Kohl's is a retailer in the middle of a slow, difficult reset — and its Q4 results paint that picture clearly. The numbers weren't good. But the strategic pivot management is describing is at least coherent, which is more than the chain could say a year ago.

The company reported fourth quarter net sales of $5.0 billion, a 3.9% decline year over year, with comparable sales down 2.8%. Full-year diluted EPS came in at $2.38, with adjusted EPS of $1.62. The Q4 diluted EPS of $1.07 beat analyst expectations, a modest win in an otherwise soft report.

The operational picture, however, showed more encouragement than the top-line numbers suggest. Investing.com notes that gross margin as a percentage of net sales increased 25 basis points to 33.1%, and SG&A expenses fell 4.9% year over year to $1.5 billion — signs that management is gaining tighter control over the cost structure even as it works to stabilize revenues. Cash flow, per the report's headline framing, surged.

The 2026 Roadmap: Three Pillars, One Underlying Bet

Kohl's is not planning major store closures or headline-grabbing structural moves. Instead, management has outlined a 2026 strategy built on three pillars — and a single underlying conviction: that Kohl's can win on value if it gets clearer about what value actually looks like in its stores.

Pillar one is assortment and value clarity. The company flagged specific execution failures around value messaging last year — essentially, shoppers weren't reading Kohl's as a value destination even when the prices were competitive. The 2026 fix involves sharper in-store signage, curated zones, and merchandising features like Deal Bars and Impulse Toy Towers designed to make promotional value legible at a glance. Seeking Alpha reports that management is also expanding brand partnerships in beauty, citing the MAC cosmetics launch as a genuine bright spot in recent quarters.

Pillar two is proprietary brand expansion. Kohl's has historically derived solid margin from its owned-label apparel and accessories, and 2026 is meant to deepen that bet. Management expects proprietary brand growth to support gains in apparel and accessories as the company works to differentiate itself from off-price competitors that carry national brands at markdown.

Pillar three is operational improvement — a category that in practice means fixing inventory management and seasonal planning execution that contributed to last year's misses. IndexBox highlights that the company's 2025 results were partly hurt by being caught with the wrong merchandise at the wrong time, a correctable problem given better forecasting and allocation discipline.

2026 Guidance: Modest But Honest

Kohl's is guiding for net sales and comparable sales in 2026 to range from down 2% to flat versus 2025 — not exactly a turnaround proclamation, but a realistic baseline that management seems committed to protecting rather than overpromising.
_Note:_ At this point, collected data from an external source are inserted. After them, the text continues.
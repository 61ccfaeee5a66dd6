//! Run metrics.
//!
//! Two layers:
//!
//! - [`collectors`]: per-worker counters and the end-of-run aggregation into a
//!   [`ScanSummary`], plus the failed-targets files
//! - [`prometheus`] and [`recorder`]: live counters and gauges, exported in
//!   Prometheus text format
//!
//! # Example
//!
//! ```ignore
//! use parascan::metrics::{init_metrics, export_metrics, ScanRecorder};
//!
//! init_metrics().expect("Failed to initialize metrics");
//! ScanRecorder::new().record_job(true, None, 2.5);
//! let text = export_metrics();
//! ```

pub mod collectors;
pub mod prometheus;
pub mod recorder;

pub use collectors::{
    detailed_path, FailedJob, MetricsCollector, ScanSummary, WorkerMetrics, FAILED_TARGETS_FILE,
};
pub use prometheus::{export_metrics, init_metrics, REGISTRY};
pub use recorder::ScanRecorder;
Diluted EPS guidance is $1.00 to $1.60 per share. TipRanks notes that the EPS range reflects meaningful uncertainty in the macro environment, particularly around tariff impacts on apparel sourcing.

The Bigger Picture

Kohl's faces a structural positioning challenge that no amount of operational tightening can fully solve: it occupies the center of a market that is being squeezed from both ends. Off-price players like TJX and Ross capture brand-conscious shoppers hunting deals; deep discounters capture pure price-sensitivity. Kohl's is trying to carve a differentiated niche around curated value, beauty, and apparel — with Sephora shop-in-shops and now MAC cosmetics as anchors.

Whether that's enough to stabilize traffic and grow comp sales will depend as much on consumer confidence as on execution. With the University of Michigan sentiment index at its lowest in three months and middle-income consumers under continued cost pressure, the tailwind is not obvious. But at least the strategic logic is cleaner than it's been in recent years. That's a start.